Overwhelmed. Exhausted. Stressed. Somewhat surprisingly, few of the women we interviewed for our cover story on balancing career and family used the words above to describe their very full lives.
Their lives aren't "stressed". They're full. Balanced. Just ask the women themselves. Here are a few choice quotes.
"Even though the fellowship was very demanding with a sixty-hour-a-week commitment, it gave me the independence I needed to balance work demands with family."The irony in these pieces is that they weren't written with a sense of irony. Delivering 600 babies a year while raising a family? You can never do anything outside of work - and she alludes to the fact that they was barely at her own chidren's weddings.

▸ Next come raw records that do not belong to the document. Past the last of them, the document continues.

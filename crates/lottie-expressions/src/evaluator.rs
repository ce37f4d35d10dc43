use std::sync::Arc;

use tracing::warn;

use crate::config::ExpressionConfig;
use crate::context::EvaluationContext;
use crate::error::Result;
use crate::property::PropertyValue;
use crate::script::{compile_cached, RunOptions, Script};
use crate::value::Value;

/// Evaluates expression scripts attached to animated properties.
///
/// Cheap to clone; compiled scripts are shared through the process-wide
/// cache.
#[derive(Clone, Debug, Default)]
pub struct ExpressionEvaluator {
    config: ExpressionConfig,
}

impl ExpressionEvaluator {
    pub fn new() -> Self {
        Self::default()
    }

    pub fn with_config(config: ExpressionConfig) -> Self {
        Self { config }
    }

    pub fn config(&self) -> &ExpressionConfig {
        &self.config
    }

    /// Compiled form of `script`, memoized by source text.
    pub fn compile(&self, script: &str) -> Arc<Script> {
        compile_cached(script, self.config.cache_capacity)
    }

    /// Runs `script` and returns its raw value. Errors only surface in
    /// strict mode or when the script cannot start at all.
    pub fn evaluate(&self, script: &str, ctx: &EvaluationContext) -> Result<Value> {
        let compiled = self.compile(script);
        let options = RunOptions {
            strict: self.config.strict,
            trace: self.config.trace_statements,
        };
        Ok(compiled.run(ctx, options)?.resolve())
    }

    /// Value of `script` for the property in `ctx`, or `None` when the
    /// property should keep its keyframed value.
    pub fn evaluate_on_property(
        &self,
        script: &str,
        ctx: &EvaluationContext,
    ) -> Option<PropertyValue> {
        if !self.config.enabled || script.trim().is_empty() {
            return None;
        }
        match self.evaluate(script, ctx) {
            Ok(value) => {
                let converted = value.to_property_value();
                if converted.is_none() && !matches!(value, Value::Undefined) {
                    warn!(
                        "Expression result {} ({}) is not a property value: {}",
                        value,
                        value.type_name(),
                        script.trim()
                    );
                }
                converted
            }
            Err(error) => {
                warn!("Expression failed: {} ({})", script.trim(), error);
                None
            }
        }
    }

    /// `base` with the expression applied when there is one.
    pub fn resolve(
        &self,
        base: PropertyValue,
        script: Option<&str>,
        ctx: &EvaluationContext,
    ) -> PropertyValue {
        script
            .and_then(|s| self.evaluate_on_property(s, ctx))
            .unwrap_or(base)
    }
}
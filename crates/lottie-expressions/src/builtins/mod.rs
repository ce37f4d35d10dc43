//! Built-in globals and the members of host objects.
//!
//! [`Host`] is the evaluation-side view of an [`EvaluationContext`]: it owns
//! the random generator of the sample and hands out the `this*` objects.

pub mod color;
pub mod domain;
pub mod interpolation;
pub mod math;
pub mod random;

use std::sync::Arc;

use crate::ast::BinaryOp;
use crate::context::{CompObject, EvaluationContext, LayerRef, LookupKey};
use crate::error::{ExpressionError, Result};
use crate::function::CallArgs;
use crate::property::PropertyRef;
use crate::resolver::{Builtin, GlobalOp, Signature};
use crate::value::{self, DomainObject, PropertyHandle, Value};

use interpolation::Easing;
use random::RandomState;

pub struct Host<'a> {
    pub ctx: &'a EvaluationContext,
    pub random: RandomState,
}

impl<'a> Host<'a> {
    pub fn new(ctx: &'a EvaluationContext) -> Self {
        Self {
            ctx,
            random: RandomState::new(ctx),
        }
    }

    pub fn this_comp(&self) -> Result<Arc<CompObject>> {
        self.ctx
            .comp
            .clone()
            .ok_or_else(|| unavailable("thisComp"))
    }

    pub fn this_layer(&self) -> Result<LayerRef> {
        self.ctx.this_layer().ok_or_else(|| unavailable("thisLayer"))
    }

    pub fn this_property(&self) -> Result<PropertyHandle> {
        self.ctx
            .property
            .as_ref()
            .map(|p| self.handle(p))
            .ok_or_else(|| unavailable("thisProperty"))
    }

    /// Frames per second of the current composition.
    pub fn frame_rate(&self) -> f64 {
        match &self.ctx.comp {
            Some(comp) if comp.frame_rate > 0.0 => comp.frame_rate,
            _ => self.ctx.frame_rate,
        }
    }

    pub fn handle(&self, property: &PropertyRef) -> PropertyHandle {
        PropertyHandle {
            property: property.clone(),
            time: self.ctx.time,
        }
    }

    /// Seed of `wiggle()`: stable per layer and property, independent of time.
    pub fn wiggle_seed(&self) -> u32 {
        let layer = self.ctx.layer.as_ref().map_or(0, |l| l.index);
        layer
            .wrapping_mul(7919)
            .wrapping_add(self.ctx.property_index.wrapping_mul(31))
    }
}

fn unavailable(name: &str) -> ExpressionError {
    ExpressionError::type_error(format!("{} is not available in this context", name))
}

pub(crate) fn missing(param: &str, function: &str) -> ExpressionError {
    ExpressionError::MissingArgument {
        parameter: param.to_string(),
        function: function.to_string(),
    }
}

/// Required argument, with property handles resolved to their value.
pub(crate) fn value_arg(args: &CallArgs, index: usize, param: &str, function: &str) -> Result<Value> {
    args.get(index, param)
        .cloned()
        .map(Value::resolve)
        .ok_or_else(|| missing(param, function))
}

pub(crate) fn number_arg(args: &CallArgs, index: usize, param: &str, function: &str) -> Result<f64> {
    let value = value_arg(args, index, param, function)?;
    value.to_number().ok_or_else(|| {
        ExpressionError::type_error(format!(
            "{}: '{}' must be a number, got {}",
            function,
            param,
            value.type_name()
        ))
    })
}

pub(crate) fn optional_number(
    args: &CallArgs,
    index: usize,
    param: &str,
    function: &str,
    default: f64,
) -> Result<f64> {
    match args.get(index, param) {
        None | Some(Value::Undefined) => Ok(default),
        Some(_) => number_arg(args, index, param, function),
    }
}

pub(crate) fn components_arg(
    args: &CallArgs,
    index: usize,
    param: &str,
    function: &str,
) -> Result<Vec<f64>> {
    let value = value_arg(args, index, param, function)?;
    value.components().ok_or_else(|| {
        ExpressionError::type_error(format!(
            "{}: '{}' must be a number or an array, got {}",
            function,
            param,
            value.type_name()
        ))
    })
}

/// `"name"` or a 1-based index.
pub(crate) fn lookup_key(args: &CallArgs, param: &str, function: &str) -> Result<LookupKey> {
    match value_arg(args, 0, param, function)? {
        Value::Str(name) => Ok(LookupKey::Name(name.to_string())),
        other => other
            .to_number()
            .filter(|n| *n >= 1.0 && n.fract() == 0.0)
            .map(|n| LookupKey::Index(n as usize))
            .ok_or_else(|| {
                ExpressionError::type_error(format!(
                    "{}: expected a name or an index, got {}",
                    function, other
                ))
            }),
    }
}

/// Runs a name bound by the resolver. Accessors get empty `args`.
pub fn call_builtin(host: &mut Host<'_>, builtin: Builtin, args: &CallArgs) -> Result<Value> {
    if let Signature::Unsupported { .. } = builtin.signature() {
        return Err(ExpressionError::Unsupported(builtin.name().to_string()));
    }
    match builtin {
        Builtin::Property(member) => {
            let handle = host.this_property()?;
            domain::property_member(host, &handle, member, args)
        }
        Builtin::Layer(member) => {
            let layer = host.this_layer()?;
            domain::layer_member(host, &layer, member, args)
        }
        Builtin::Comp(member) => {
            let comp = host.this_comp()?;
            domain::comp_member(&comp, member, args)
        }
        Builtin::Global(op) => call_global(host, op, args),
    }
}

fn call_global(host: &mut Host<'_>, op: GlobalOp, args: &CallArgs) -> Result<Value> {
    let name = op.name();
    let params = op.signature().params();
    let arithmetic = |op: BinaryOp| -> Result<Value> {
        let a = value_arg(args, 0, params[0], name)?;
        let b = value_arg(args, 1, params[1], name)?;
        value::binary(op, &a, &b)
    };

    match op {
        GlobalOp::Time => Ok(Value::Number(host.ctx.time)),
        GlobalOp::ThisComp => Ok(Value::Object(DomainObject::Comp(host.this_comp()?))),
        GlobalOp::ThisLayer => Ok(Value::Object(DomainObject::Layer(host.this_layer()?))),
        GlobalOp::ThisProperty => Ok(Value::Object(DomainObject::Property(host.this_property()?))),
        GlobalOp::Math => Ok(Value::Object(DomainObject::Math)),
        GlobalOp::Comp => {
            let comp_name = value_arg(args, 0, "name", name)?.to_string();
            host.ctx
                .composition(&comp_name)
                .map(|c| Value::Object(DomainObject::Comp(c)))
                .ok_or_else(|| {
                    ExpressionError::type_error(format!("composition '{}' not found", comp_name))
                })
        }
        GlobalOp::Add => arithmetic(BinaryOp::Add),
        GlobalOp::Sub => arithmetic(BinaryOp::Sub),
        GlobalOp::Mul => arithmetic(BinaryOp::Mul),
        GlobalOp::Div => arithmetic(BinaryOp::Div),
        GlobalOp::Mod => arithmetic(BinaryOp::Rem),
        GlobalOp::Clamp => math::clamp(args),
        GlobalOp::Dot => math::dot(args),
        GlobalOp::Length => math::length(args),
        GlobalOp::Normalize => math::normalize(args),
        GlobalOp::LookAt => math::look_at(args),
        GlobalOp::DegreesToRadians => math::degrees_to_radians(args),
        GlobalOp::RadiansToDegrees => math::radians_to_degrees(args),
        GlobalOp::TimeToFrames => {
            let t = optional_number(args, 0, "t", name, host.ctx.time)?;
            let fps = optional_number(args, 1, "fps", name, host.frame_rate())?;
            Ok(Value::Number((t * fps + 1e-9).floor()))
        }
        GlobalOp::FramesToTime => {
            let frames = number_arg(args, 0, "frames", name)?;
            let fps = optional_number(args, 1, "fps", name, host.frame_rate())?;
            if fps == 0.0 {
                return Err(ExpressionError::type_error("framesToTime: fps must not be 0"));
            }
            Ok(Value::Number(frames / fps))
        }
        GlobalOp::SeedRandom => random::seed_random(&mut host.random, args),
        GlobalOp::Random => random::random(&mut host.random, args, false, name),
        GlobalOp::GaussRandom => random::random(&mut host.random, args, true, name),
        GlobalOp::Noise => random::noise(args),
        GlobalOp::Linear => interpolation::interpolate(Easing::Linear, name, args),
        GlobalOp::Ease => interpolation::interpolate(interpolation::EASE, name, args),
        GlobalOp::EaseIn => interpolation::interpolate(interpolation::EASE_IN, name, args),
        GlobalOp::EaseOut => interpolation::interpolate(interpolation::EASE_OUT, name, args),
        GlobalOp::HslToRgb => Ok(Value::from_components(color::hsl_to_rgb(
            &components_arg(args, 0, "hsla", name)?,
        ))),
        GlobalOp::RgbToHsl => Ok(Value::from_components(color::rgb_to_hsl(
            &components_arg(args, 0, "rgba", name)?,
        ))),
        GlobalOp::Cross => Err(ExpressionError::Unsupported(name.to_string())),
    }
}

#[cfg(test)]
mod tests {
    use super::*;
    use crate::error::ErrorKind;
    use crate::resolver::LayerMember;

    #[test]
    fn test_time_conversions() {
        let ctx = EvaluationContext::new(2.0, 25.0);
        let mut host = Host::new(&ctx);
        let frames = call_builtin(&mut host, Builtin::Global(GlobalOp::TimeToFrames), &CallArgs::default())
            .unwrap();
        assert_eq!(frames.to_number(), Some(50.0));

        let args = CallArgs::positional([Value::Number(12.0), Value::Number(24.0)]);
        let time = call_builtin(&mut host, Builtin::Global(GlobalOp::FramesToTime), &args).unwrap();
        assert_eq!(time.to_number(), Some(0.5));
    }

    #[test]
    fn test_missing_receiver_is_type_error() {
        let ctx = EvaluationContext::new(0.0, 30.0);
        let mut host = Host::new(&ctx);
        let err = call_builtin(&mut host, Builtin::Global(GlobalOp::ThisLayer), &CallArgs::default())
            .unwrap_err();
        assert_eq!(err.kind(), ErrorKind::Type);
        assert!(err.to_string().contains("thisLayer"));
    }

    #[test]
    fn test_unsupported_builtin_reports_name() {
        let ctx = EvaluationContext::new(0.0, 30.0);
        let mut host = Host::new(&ctx);
        let err = call_builtin(
            &mut host,
            Builtin::Layer(LayerMember::SampleImage),
            &CallArgs::default(),
        )
        .unwrap_err();
        assert_eq!(err.kind(), ErrorKind::Unsupported);
        assert!(err.to_string().contains("sampleImage"));
    }

    #[test]
    fn test_vector_arithmetic_globals() {
        let ctx = EvaluationContext::new(0.0, 30.0);
        let mut host = Host::new(&ctx);
        let args = CallArgs::positional([
            Value::from_components(vec![1.0, 2.0]),
            Value::from_components(vec![3.0, 4.0]),
        ]);
        let sum = call_builtin(&mut host, Builtin::Global(GlobalOp::Add), &args).unwrap();
        assert_eq!(sum.to_string(), "4,6");
    }
}
//! `seedRandom`, `random`, `gaussRandom` and `noise`.
//!
//! The generator is owned by one evaluation and seeded from the layer, the
//! property and the current time, so the same sample always draws the same
//! numbers. `seedRandom(offset, true)` drops the time from the seed.

use rand::rngs::StdRng;
use rand::{Rng, SeedableRng};
use std::collections::hash_map::DefaultHasher;
use std::hash::{Hash, Hasher};

use crate::context::EvaluationContext;
use crate::error::{ExpressionError, Result};
use crate::function::CallArgs;
use crate::value::Value;
use crate::wiggle::WiggleState;

pub struct RandomState {
    rng: StdRng,
    layer: u32,
    property: u32,
    time: f64,
}

impl RandomState {
    pub fn new(ctx: &EvaluationContext) -> Self {
        let layer = ctx.layer.as_ref().map_or(0, |l| l.index);
        let mut state = Self {
            rng: StdRng::seed_from_u64(0),
            layer,
            property: ctx.property_index,
            time: ctx.time,
        };
        state.reseed(0.0, false);
        state
    }

    pub fn reseed(&mut self, offset: f64, timeless: bool) {
        let mut hasher = DefaultHasher::new();
        self.layer.hash(&mut hasher);
        self.property.hash(&mut hasher);
        offset.to_bits().hash(&mut hasher);
        if !timeless {
            self.time.to_bits().hash(&mut hasher);
        }
        self.rng = StdRng::seed_from_u64(hasher.finish());
    }

    pub fn uniform(&mut self) -> f64 {
        self.rng.gen::<f64>()
    }

    /// Roughly 90% of the draws fall into `[0, 1]`.
    pub fn gaussian(&mut self) -> f64 {
        let u1 = self.rng.gen::<f64>().max(f64::MIN_POSITIVE);
        let u2 = self.rng.gen::<f64>();
        let z = (-2.0 * u1.ln()).sqrt() * (std::f64::consts::TAU * u2).cos();
        0.5 + z * 0.304
    }
}

pub fn seed_random(state: &mut RandomState, args: &CallArgs) -> Result<Value> {
    let offset = args
        .get(0, "offset")
        .and_then(Value::to_number)
        .ok_or_else(|| ExpressionError::type_error("seedRandom: offset must be a number"))?;
    let timeless = args.get(1, "timeless").is_some_and(Value::is_truthy);
    state.reseed(offset, timeless);
    Ok(Value::Undefined)
}

/// `random()`, `random(max)`, `random(min, max)`; numbers or component-wise
/// over vectors.
pub fn random(
    state: &mut RandomState,
    args: &CallArgs,
    gauss: bool,
    name: &str,
) -> Result<Value> {
    let mut draw = || {
        if gauss {
            state.gaussian()
        } else {
            state.uniform()
        }
    };

    let components = |index: usize, param: &str| -> Result<Option<Vec<f64>>> {
        match args.get(index, param) {
            None => Ok(None),
            Some(v) => v.components().map(Some).ok_or_else(|| {
                ExpressionError::type_error(format!("{}: invalid argument {}", name, v))
            }),
        }
    };
    let first = components(0, "maxValOrArray1")?;
    let second = components(1, "maxValOrArray2")?;
    let vector = args.values().any(Value::is_vector_like);

    let (min, max) = match (first, second) {
        (None, _) => return Ok(Value::Number(draw())),
        (Some(max), None) => (vec![0.0; max.len()], max),
        (Some(min), Some(max)) => (min, max),
    };

    let len = min.len().max(max.len());
    let pick = |v: &[f64], i: usize| match v {
        [single] => *single,
        _ => v.get(i).copied().unwrap_or(0.0),
    };
    let result: Vec<f64> = (0..len)
        .map(|i| {
            let (lo, hi) = (pick(&min, i), pick(&max, i));
            lo + draw() * (hi - lo)
        })
        .collect();

    match (vector, result.as_slice()) {
        (false, [n]) => Ok(Value::Number(*n)),
        _ => Ok(Value::from_components(result)),
    }
}

pub fn noise(args: &CallArgs) -> Result<Value> {
    let coords = args
        .get(0, "valOrArray")
        .and_then(Value::components)
        .ok_or_else(|| ExpressionError::type_error("noise: argument must be a number or an array"))?;
    Ok(Value::Number(WiggleState::default().sample(&coords)))
}
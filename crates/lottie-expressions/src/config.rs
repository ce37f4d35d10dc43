//! Engine configuration.

use serde::{Deserialize, Serialize};
use std::path::Path;
use thiserror::Error;

#[derive(Debug, Error)]
pub enum ConfigError {
    #[error("failed to read config: {0}")]
    Io(#[from] std::io::Error),
    #[error("invalid config: {0}")]
    Parse(#[from] serde_json::Error),
}

/// Knobs for [`crate::ExpressionEvaluator`].
#[derive(Clone, Debug, PartialEq, Serialize, Deserialize)]
#[serde(default)]
pub struct ExpressionConfig {
    /// When false every property keeps its keyframed value.
    pub enabled: bool,
    /// Fail the whole script on the first statement error instead of dropping the statement.
    pub strict: bool,
    /// Maximum number of memoized scripts. The cache is flushed when it fills up.
    pub cache_capacity: usize,
    /// Emit a `trace!` event for every executed top-level statement.
    pub trace_statements: bool,
}

impl Default for ExpressionConfig {
    fn default() -> Self {
        Self {
            enabled: true,
            strict: false,
            cache_capacity: 256,
            trace_statements: false,
        }
    }
}

impl ExpressionConfig {
    pub fn from_json_str(json: &str) -> Result<Self, ConfigError> {
        Ok(serde_json::from_str(json)?)
    }

    pub fn from_path(path: impl AsRef<Path>) -> Result<Self, ConfigError> {
        let text = std::fs::read_to_string(path)?;
        Self::from_json_str(&text)
    }
}

#[cfg(test)]
mod tests {
    use super::*;

    #[test]
    fn test_partial_config_uses_defaults() {
        let config = ExpressionConfig::from_json_str(r#"{ "strict": true }"#).unwrap();
        assert!(config.strict);
        assert!(config.enabled);
        assert_eq!(config.cache_capacity, 256);
        assert!(!config.trace_statements);
    }

    #[test]
    fn test_invalid_config_is_error() {
        let err = ExpressionConfig::from_json_str(r#"{ "strict": "yes" }"#).unwrap_err();
        assert!(matches!(err, ConfigError::Parse(_)));
    }
}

Recording stories to play for your kids while you're at work? Really. Here we read about women describing ridiculous schedules, which made serious demands on their time, and they really think that those choices didn't affect their families and their children? Of course they did. To think differently is naive. Some also make allusions to difficult life events: divorces in the family, problems with children's development - but the article makes no attempt to connect between the choices these women make and the results of those choices.
"Currently, I have a very large and busy solo practice; I deliver around 600 babies a year...It used to be extremely frustrating for me when there was some school event that may have been important to my kids but wasn’t important enough that I could arrange for coverage at work. I would feel terrible missing it, but I knew if I started taking off for the little things, it would all come apart. Did I want to go help my daughter pick out her wedding dress when she was a kallah? Of course I did! But she managed on her own, and sent pictures to my phone as she shopped...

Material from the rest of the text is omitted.